多音字 – one of my favorite complications in learning Chinese. In another post, we have already dealt with 白讀 and 文讀 pairs like 白 [pai] / [puo] (from older [bak]), 色 [shai/se] (from older sek) etc. Today’s topic is another large group of 多音字: 去聲-derivatives. In other words, characters which can be read in two different tones, one of which is usually a 去聲, like for 教 or 要.


I am calling them derivatives because I assume that one of the readings is derived from the other in the same way that “to book” is derived from “a book” (more easily recognizable in German: Buch -> buchen), and that the 去聲 variant is usually the derived one.

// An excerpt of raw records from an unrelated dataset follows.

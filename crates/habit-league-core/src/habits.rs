//! Habit definitions.
//!
//! A habit is a named activity worth a signed, non-zero number of points.
//! Positive habits are rewards, negative ones penalties. Input is validated
//! before any row is written.

use rusqlite::{params, Connection, OptionalExtension};
use serde::{Deserialize, Serialize};

use crate::error::{CoreError, Result, ValidationError};

#[derive(Debug, Clone, PartialEq, Eq, Serialize, Deserialize)]
pub struct Habit {
    pub id: i64,
    pub habit_name: String,
    pub points: i64,
}

#[derive(Debug, Clone, Copy, PartialEq, Eq, Serialize, Deserialize)]
#[serde(rename_all = "snake_case")]
pub enum HabitKind {
    Reward,
    Penalty,
}

impl Habit {
    pub fn kind(&self) -> HabitKind {
        if self.points > 0 {
            HabitKind::Reward
        } else {
            HabitKind::Penalty
        }
    }
}

/// Validated input for creating or replacing a habit.
///
/// Only obtainable through [`NewHabit::new`], [`NewHabit::parse`] or
/// deserialization, all of which validate.
#[derive(Debug, Clone, PartialEq, Eq, Serialize, Deserialize)]
#[serde(try_from = "RawHabit")]
pub struct NewHabit {
    habit_name: String,
    points: i64,
}

#[derive(Deserialize)]
struct RawHabit {
    habit_name: String,
    points: i64,
}

impl TryFrom<RawHabit> for NewHabit {
    type Error = ValidationError;

    fn try_from(raw: RawHabit) -> Result<Self, Self::Error> {
        Self::new(&raw.habit_name, raw.points)
    }
}

impl NewHabit {
    /// Validate and normalize: trims the name, rejects empty names and zero points.
    pub fn new(habit_name: &str, points: i64) -> Result<Self, ValidationError> {
        let habit_name = habit_name.trim();
        if habit_name.is_empty() {
            return Err(ValidationError::EmptyName);
        }
        if points == 0 {
            return Err(ValidationError::ZeroPoints);
        }
        Ok(Self {
            habit_name: habit_name.to_string(),
            points,
        })
    }

    /// Same as [`NewHabit::new`] for points typed as text.
    pub fn parse(habit_name: &str, points: &str) -> Result<Self, ValidationError> {
        let parsed = points
            .trim()
            .parse::<i64>()
            .map_err(|_| ValidationError::NonNumericPoints(points.to_string()))?;
        Self::new(habit_name, parsed)
    }

    pub fn habit_name(&self) -> &str {
        &self.habit_name
    }

    pub fn points(&self) -> i64 {
        self.points
    }

    fn check(&self) -> Result<(), ValidationError> {
        Self::new(&self.habit_name, self.points).map(|_| ())
    }
}

#[derive(Debug, Clone, Copy, Default, PartialEq, Eq, Serialize, Deserialize)]
#[serde(rename_all = "snake_case")]
pub enum HabitSort {
    #[default]
    Id,
    Name,
    PointsAscending,
    PointsDescending,
}

impl HabitSort {
    fn order_by(self) -> &'static str {
        match self {
            HabitSort::Id => "id ASC",
            HabitSort::Name => "habit_name COLLATE NOCASE ASC, id ASC",
            HabitSort::PointsAscending => "points ASC, id ASC",
            HabitSort::PointsDescending => "points DESC, id ASC",
        }
    }
}

#[derive(Debug, Clone, Copy, Default, PartialEq, Eq, Serialize, Deserialize)]
#[serde(rename_all = "snake_case")]
pub enum HabitFilter {
    #[default]
    All,
    Rewards,
    Penalties,
}

impl HabitFilter {
    fn where_clause(self) -> &'static str {
        match self {
            HabitFilter::All => "",
            HabitFilter::Rewards => "WHERE points > 0",
            HabitFilter::Penalties => "WHERE points < 0",
        }
    }
}

#[derive(Debug, Clone, Copy, Default, PartialEq, Eq, Serialize, Deserialize)]
pub struct HabitQuery {
    #[serde(default)]
    pub sort: HabitSort,
    #[serde(default)]
    pub filter: HabitFilter,
}

fn row_to_habit(row: &rusqlite::Row) -> rusqlite::Result<Habit> {
    Ok(Habit {
        id: row.get(0)?,
        habit_name: row.get(1)?,
        points: row.get(2)?,
    })
}

fn not_found(id: i64) -> CoreError {
    CoreError::NotFound { entity: "habit", id }
}

/// Habit storage over a borrowed connection.
pub struct HabitCatalog<'c> {
    conn: &'c Connection,
}

impl<'c> HabitCatalog<'c> {
    pub fn new(conn: &'c Connection) -> Self {
        Self { conn }
    }

    pub fn create(&self, habit: &NewHabit) -> Result<Habit> {
        habit.check()?;
        self.conn.execute(
            "INSERT INTO habits (habit_name, points) VALUES (?1, ?2)",
            params![habit.habit_name, habit.points],
        )?;
        Ok(Habit {
            id: self.conn.last_insert_rowid(),
            habit_name: habit.habit_name.clone(),
            points: habit.points,
        })
    }

    pub fn get(&self, id: i64) -> Result<Habit> {
        self.conn
            .query_row(
                "SELECT id, habit_name, points FROM habits WHERE id = ?1",
                params![id],
                row_to_habit,
            )
            .optional()?
            .ok_or_else(|| not_found(id))
    }

    /// Replace name and points of an existing habit.
    pub fn update(&self, id: i64, habit: &NewHabit) -> Result<Habit> {
        habit.check()?;
        let changed = self.conn.execute(
            "UPDATE habits SET habit_name = ?1, points = ?2 WHERE id = ?3",
            params![habit.habit_name, habit.points, id],
        )?;
        if changed == 0 {
            return Err(not_found(id));
        }
        Ok(Habit {
            id,
            habit_name: habit.habit_name.clone(),
            points: habit.points,
        })
    }

    pub fn delete(&self, id: i64) -> Result<()> {
        let changed = self
            .conn
            .execute("DELETE FROM habits WHERE id = ?1", params![id])?;
        if changed == 0 {
            return Err(not_found(id));
        }
        Ok(())
    }

    pub fn list(&self, query: HabitQuery) -> Result<Vec<Habit>> {
        let sql = format!(
            "SELECT id, habit_name, points FROM habits {} ORDER BY {}",
            query.filter.where_clause(),
            query.sort.order_by()
        );
        let mut stmt = self.conn.prepare(&sql)?;
        let rows = stmt.query_map([], row_to_habit)?;
        let mut habits = Vec::new();
        for row in rows {
            habits.push(row?);
        }
        Ok(habits)
    }
}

Two questions suggest themselves: (1) how do I know and (2) why do I care?

As for question (1), I have observed that 多音字 come in three main types:

  • 白/文 pairs, recognizable by their typical vocalism (mostly old 入聲 words)
  • Same character, unrelated meanings (typically  due to “simplification”, think 干)
  • Two readings with related meanings but different tones – our topic today

For the last set, one of the two readings is usually a 去聲 , as in 王 king (P) and to be king (Q). Of course, I was not the first to notice that, see [1] for more on the topic. Given that the 去聲 is nowadays reconstructed as -s (and perhaps also -t) from comparative linguistics, the rule “QS = derived word” seems logically appealing. (Note: by rule I mean: for a 多音字; there are original QS words, like, well 去).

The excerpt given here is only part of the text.